Listed entries ▸
======

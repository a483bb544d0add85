//! Bonsai growth engine.
//!
//! Turns a seed, a life budget and grid dimensions into an ordered list of
//! [`Cell`]s. Growth is a depth-first branching process: a branch that
//! spawns a child lets the child grow to completion before it takes its own
//! step, so the cell order matches a recursive walk while the call stack
//! stays flat.

use crate::config::{BranchType, Counters, GrowthConfig};
use crate::dice::Dice;
use crate::glyph::{choose_color, choose_glyph};
use unicode_width::UnicodeWidthChar;

/// One positioned, colored glyph of the tree
#[derive(Clone, Copy, Debug, PartialEq, Eq)]
pub struct Cell {
    pub x: i32,
    pub y: i32,
    pub ch: char,
    pub color: u8,
    pub bold: bool,
}

/// Result of a growth run
#[derive(Clone, Debug, Default)]
pub struct Tree {
    pub cells: Vec<Cell>,
    pub counters: Counters,
    /// Seed actually used (entropy-derived when the config said 0)
    pub seed: u64,
    /// Index into `cells` where each started branch began emitting
    pub branch_starts: Vec<usize>,
}

impl Tree {
    /// Number of cells emitted before branch `count` started
    pub fn cells_before_branch(&self, count: u32) -> usize {
        if count == 0 {
            return 0;
        }
        self.branch_starts
            .get(count as usize)
            .copied()
            .unwrap_or(self.cells.len())
    }

    /// Branches whose first cell lies before `revealed`
    pub fn branches_started(&self, revealed: usize) -> u32 {
        self.branch_starts
            .iter()
            .take_while(|&&start| start < revealed)
            .count() as u32
    }
}

/// A branch in progress
struct BranchTask {
    x: i32,
    y: i32,
    branch_type: BranchType,
    life: i32,
    shoot_cooldown: i32,
    /// Move computed before a child was spawned, applied once it finishes
    pending: Option<(i32, i32)>,
}

/// Grow a tree and return its cells in growth order
pub fn generate(height: i32, width: i32, config: &GrowthConfig) -> Vec<Cell> {
    grow(height, width, config).cells
}

/// Grow a tree, keeping counters and branch boundaries alongside the cells
pub fn grow(height: i32, width: i32, config: &GrowthConfig) -> Tree {
    let dice = Dice::new(config.seed);
    let seed = dice.seed();
    if height <= 0 || width <= 0 {
        return Tree {
            seed,
            ..Tree::default()
        };
    }

    let mut grower = Grower {
        config,
        multiplier: config.multiplier.max(1),
        height,
        width,
        dice,
        tree: Tree {
            seed,
            ..Tree::default()
        },
    };
    grower.tree.counters.shoot_counter = grower.dice.roll(1000);
    grower.run(height - 1, width / 2);

    let tree = grower.tree;
    tracing::debug!(
        seed = tree.seed,
        branches = tree.counters.branches,
        shoots = tree.counters.shoots,
        cells = tree.cells.len(),
        "tree grown"
    );
    tree
}

struct Grower<'a> {
    config: &'a GrowthConfig,
    multiplier: i32,
    height: i32,
    width: i32,
    dice: Dice,
    tree: Tree,
}

impl Grower<'_> {
    fn run(&mut self, start_y: i32, start_x: i32) {
        let mut stack: Vec<BranchTask> = Vec::with_capacity(64);
        if let Some(trunk) = self.start_branch(start_x, start_y, self.config.life_start, BranchType::Trunk) {
            stack.push(trunk);
        }

        while let Some(task) = stack.last_mut() {
            if let Some((dx, dy)) = task.pending.take() {
                task.shoot_cooldown -= 1;
                task.x = (task.x + dx).clamp(0, self.width - 1);
                task.y = (task.y + dy).clamp(0, self.height - 1);

                let (x, y, branch_type, life) = (task.x, task.y, task.branch_type, task.life);
                let (color, bold) = choose_color(&mut self.dice, &self.config.palette, branch_type);
                let glyph = choose_glyph(&mut self.dice, &self.config.leaves, branch_type, life, dx, dy);
                emit(&mut self.tree.cells, self.width, self.height, x, y, glyph, color, bold);
                continue;
            }

            if task.life <= 0 {
                stack.pop();
                continue;
            }

            task.life -= 1;
            let age = self.config.life_start - task.life;
            let (dx, mut dy) = deltas(&mut self.dice, task.branch_type, task.life, age, self.multiplier);

            if dy > 0 && task.y > self.height - 2 {
                dy -= 1;
            }
            task.pending = Some((dx, dy));

            let child = self.spawn(task);
            if let Some(child) = child {
                stack.push(child);
            }
        }
    }

    /// Decide whether the branch forks before its next move
    fn spawn(&mut self, task: &mut BranchTask) -> Option<BranchTask> {
        let (x, y, life) = (task.x, task.y, task.life);
        let multiplier = self.multiplier;

        if life < 3 {
            return self.start_branch(x, y, life, BranchType::Dead);
        }

        let trunk = task.branch_type == BranchType::Trunk;
        if (trunk || task.branch_type.is_shoot()) && life < multiplier + 2 {
            return self.start_branch(x, y, life, BranchType::Dying);
        }

        if trunk && (self.dice.roll(3) == 0 || life % multiplier == 0) {
            if self.dice.roll(8) == 0 && life > 7 {
                task.shoot_cooldown = multiplier * 2;
                let extra_life = self.dice.roll(5) - 2;
                return self.start_branch(x, y, life + extra_life, BranchType::Trunk);
            } else if task.shoot_cooldown <= 0 {
                task.shoot_cooldown = multiplier * 2;
                let counters = &mut self.tree.counters;
                counters.shoots += 1;
                counters.shoot_counter += 1;
                let shoot_type = if counters.shoot_counter % 2 == 0 {
                    BranchType::ShootRight
                } else {
                    BranchType::ShootLeft
                };
                return self.start_branch(x, y, life + multiplier, shoot_type);
            }
        }

        None
    }

    fn start_branch(&mut self, x: i32, y: i32, life: i32, branch_type: BranchType) -> Option<BranchTask> {
        if life <= 0 {
            return None;
        }
        self.tree.counters.branches += 1;
        self.tree.branch_starts.push(self.tree.cells.len());
        Some(BranchTask {
            x,
            y,
            branch_type,
            life,
            shoot_cooldown: self.multiplier,
            pending: None,
        })
    }
}

/// Append one cell per character, advancing by display width
#[allow(clippy::too_many_arguments)]
fn emit(cells: &mut Vec<Cell>, width: i32, height: i32, x: i32, y: i32, glyph: &str, color: u8, bold: bool) {
    let mut current_x = x;
    for ch in glyph.chars() {
        let advance = ch.width().unwrap_or(0).max(1) as i32;
        if (0..width).contains(&current_x) && (0..height).contains(&y) {
            cells.push(Cell {
                x: current_x,
                y,
                ch,
                color,
                bold,
            });
        }
        current_x += advance;
    }
}

/// Movement policy: `(dx, dy)` for one step of a branch
fn deltas(dice: &mut Dice, branch_type: BranchType, life: i32, age: i32, multiplier: i32) -> (i32, i32) {
    match branch_type {
        BranchType::Trunk => {
            if age <= 2 || life < 4 {
                // Young or spent trunk: lateral jitter only
                (dice.roll(3) - 1, 0)
            } else if age < multiplier * 3 {
                let step = ((multiplier as f32 * 0.5) as i32).max(1);
                let dy = if age % step == 0 { -1 } else { 0 };
                let dx = match dice.roll(10) {
                    0 => -2,
                    1..=3 => -1,
                    4..=5 => 0,
                    6..=8 => 1,
                    _ => 2,
                };
                (dx, dy)
            } else {
                let dy = if dice.roll(10) > 2 { -1 } else { 0 };
                (dice.roll(3) - 1, dy)
            }
        }
        BranchType::ShootLeft | BranchType::ShootRight => {
            let dy = match dice.roll(10) {
                0..=1 => -1,
                2..=7 => 0,
                _ => 1,
            };
            let dx = match dice.roll(10) {
                0..=1 => 2,
                2..=5 => 1,
                6..=8 => 0,
                _ => -1,
            };
            if branch_type == BranchType::ShootLeft {
                (-dx, dy)
            } else {
                (dx, dy)
            }
        }
        BranchType::Dying => {
            let dy = match dice.roll(10) {
                0..=1 => -1,
                2..=8 => 0,
                _ => 1,
            };
            let dx = match dice.roll(15) {
                0 => -3,
                1..=2 => -2,
                3..=5 => -1,
                6..=8 => 0,
                9..=11 => 1,
                12..=13 => 2,
                _ => 3,
            };
            (dx, dy)
        }
        BranchType::Dead => {
            let dy = match dice.roll(10) {
                0..=2 => -1,
                3..=6 => 0,
                _ => 1,
            };
            (dice.roll(3) - 1, dy)
        }
    }
}

#[cfg(test)]
mod tests {
    use super::*;
    use crate::config::Leaves;

    fn config(seed: u64) -> GrowthConfig {
        GrowthConfig {
            seed,
            ..GrowthConfig::default()
        }
    }

    #[test]
    fn same_seed_same_tree() {
        let a = generate(30, 60, &config(1234));
        let b = generate(30, 60, &config(1234));
        assert!(!a.is_empty());
        assert_eq!(a, b);
    }

    #[test]
    fn different_seeds_differ() {
        let a = generate(30, 60, &config(1));
        let b = generate(30, 60, &config(2));
        assert_ne!(a, b);
    }

    #[test]
    fn cells_stay_inside_grid() {
        for seed in 1..40 {
            for &(h, w) in &[(1, 1), (3, 5), (10, 20), (24, 80)] {
                for cell in generate(h, w, &config(seed)) {
                    assert!((0..w).contains(&cell.x), "x {} outside {}", cell.x, w);
                    assert!((0..h).contains(&cell.y), "y {} outside {}", cell.y, h);
                }
            }
        }
    }

    #[test]
    fn empty_grid_yields_nothing() {
        assert!(generate(0, 20, &config(5)).is_empty());
        assert!(generate(20, 0, &config(5)).is_empty());
        assert!(generate(-3, 20, &config(5)).is_empty());
    }

    #[test]
    fn zero_life_yields_nothing() {
        let mut cfg = config(5);
        cfg.life_start = 0;
        let tree = grow(20, 40, &cfg);
        assert!(tree.cells.is_empty());
        assert_eq!(tree.counters.branches, 0);

        cfg.life_start = -10;
        assert!(generate(20, 40, &cfg).is_empty());
    }

    #[test]
    fn large_budget_terminates() {
        let mut cfg = config(77);
        cfg.life_start = 200;
        cfg.multiplier = 20;
        let tree = grow(50, 120, &cfg);
        assert!(tree.counters.branches > 1);
    }

    #[test]
    fn zero_multiplier_is_treated_as_one() {
        let mut cfg = config(8);
        cfg.multiplier = 0;
        let zero = generate(20, 40, &cfg);
        cfg.multiplier = 1;
        let one = generate(20, 40, &cfg);
        assert_eq!(zero, one);
    }

    #[test]
    fn empty_leaf_set_uses_default_leaf() {
        let mut cfg = config(21);
        cfg.leaves = Leaves::new(Vec::<String>::new());
        let cells = generate(24, 80, &cfg);
        let leaf_colors = [cfg.palette.dark_leaf(), cfg.palette.light_leaf()];
        let leaf_cells: Vec<&Cell> = cells.iter().filter(|c| leaf_colors.contains(&c.color)).collect();
        assert!(!leaf_cells.is_empty());
        assert!(leaf_cells.iter().all(|c| c.ch == '&'));
    }

    #[test]
    fn wide_leaves_advance_by_display_width() {
        let mut cells = Vec::new();
        emit(&mut cells, 10, 2, 0, 1, "🌸a", 3, false);
        assert_eq!(cells.len(), 2);
        assert_eq!(cells[0].x, 0);
        assert_eq!(cells[1].x, 2);
    }

    #[test]
    fn zero_width_chars_still_advance() {
        let mut cells = Vec::new();
        emit(&mut cells, 10, 2, 0, 0, "a\u{301}b", 3, false);
        let xs: Vec<i32> = cells.iter().map(|c| c.x).collect();
        assert_eq!(xs, vec![0, 1, 2]);
    }

    #[test]
    fn emit_drops_cells_past_right_edge() {
        let mut cells = Vec::new();
        emit(&mut cells, 3, 2, 2, 0, "/|\\", 3, true);
        assert_eq!(cells.len(), 1);
        assert_eq!(cells[0].ch, '/');
    }

    #[test]
    fn branch_starts_track_counters() {
        let tree = grow(24, 80, &config(99));
        assert_eq!(tree.branch_starts.len() as u32, tree.counters.branches);
        assert_eq!(tree.branch_starts[0], 0);
        assert!(tree.branch_starts.windows(2).all(|w| w[0] <= w[1]));
        assert_eq!(tree.cells_before_branch(0), 0);
        assert_eq!(tree.cells_before_branch(u32::MAX), tree.cells.len());
        assert_eq!(tree.branches_started(tree.cells.len()), tree.counters.branches);
    }

    #[test]
    fn trunks_sprout_shoots() {
        let shoots: u32 = (1..20).map(|seed| grow(40, 100, &config(seed)).counters.shoots).sum();
        assert!(shoots > 0);
    }
}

======

Task to complete ▸ Lines after the one containing "Number of cells" are left out; every line from the start of the entries through that line is restated word for word.

Reply ▸
repository a483bb544d0add85
//! Bonsai growth engine.
//!
//! Turns a seed, a life budget and grid dimensions into an ordered list of
//! [`Cell`]s. Growth is a depth-first branching process: a branch that
//! spawns a child lets the child grow to completion before it takes its own
//! step, so the cell order matches a recursive walk while the call stack
//! stays flat.

use crate::config::{BranchType, Counters, GrowthConfig};
use crate::dice::Dice;
use crate::glyph::{choose_color, choose_glyph};
use unicode_width::UnicodeWidthChar;

/// One positioned, colored glyph of the tree
#[derive(Clone, Copy, Debug, PartialEq, Eq)]
pub struct Cell {
    pub x: i32,
    pub y: i32,
    pub ch: char,
    pub color: u8,
    pub bold: bool,
}

/// Result of a growth run
#[derive(Clone, Debug, Default)]
pub struct Tree {
    pub cells: Vec<Cell>,
    pub counters: Counters,
    /// Seed actually used (entropy-derived when the config said 0)
    pub seed: u64,
    /// Index into `cells` where each started branch began emitting
    pub branch_starts: Vec<usize>,
}

impl Tree {
    /// Number of cells emitted before branch `count` started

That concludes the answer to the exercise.